Task details: Would it be possible to quote, exactly and in full, the lines from the one with "the expected dimensionality." through the end of the entries below?

Stored data
= = = = =
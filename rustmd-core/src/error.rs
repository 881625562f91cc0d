//! Error types for rustmd-core.

use thiserror::Error;

/// Result type alias for rustmd-core operations.
pub type Result<T> = std::result::Result<T, Error>;

/// Core error types.
#[derive(Error, Debug, Clone, PartialEq)]
pub enum Error {
    /// Lattice parameters do not describe a valid unit cell.
    #[error("invalid lattice: {0}")]
    InvalidLattice(String),

    /// A matrix expected to be a proper rotation is not one.
    #[error("invalid rotation matrix: {0}")]
    InvalidRotation(String),

    /// Unit identifier not recognised.
    #[error("unknown unit: {0}")]
    UnknownUnit(String),

    /// Energy analysis mode name not recognised.
    #[error("unknown energy mode: {0}")]
    UnknownEnergyMode(String),

    /// Conversion between two units is not defined for the energy mode.
    #[error("cannot convert {from} to {to} in {mode} mode")]
    UnsupportedConversion {
        /// Source unit identifier.
        from: &'static str,
        /// Target unit identifier.
        to: &'static str,
        /// Energy mode name.
        mode: &'static str,
    },

    /// Spectrum data is malformed.
    #[error("invalid spectrum {index}: {reason}")]
    InvalidSpectrum {
        /// Spectrum index.
        index: usize,
        /// What is wrong with it.
        reason: String,
    },

    /// Sample log is malformed.
    #[error("invalid log '{name}': {reason}")]
    InvalidLog {
        /// Log name.
        name: String,
        /// What is wrong with it.
        reason: String,
    },

    /// Event coordinates do not match the expected dimensionality.
    #[error("event has {actual} coordinates, expected {expected}")]
    DimensionMismatch {
        /// Expected number of dimensions.
        expected: usize,
        /// Number of coordinates supplied.
        actual: usize,
    },
}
= = = = =
Answer:
    /// Event coordinates do not match the expected dimensionality.
    #[error("event has {actual} coordinates, expected {expected}")]
    DimensionMismatch {
        /// Expected number of dimensions.
        expected: usize,
        /// Number of coordinates supplied.
        actual: usize,
    },
}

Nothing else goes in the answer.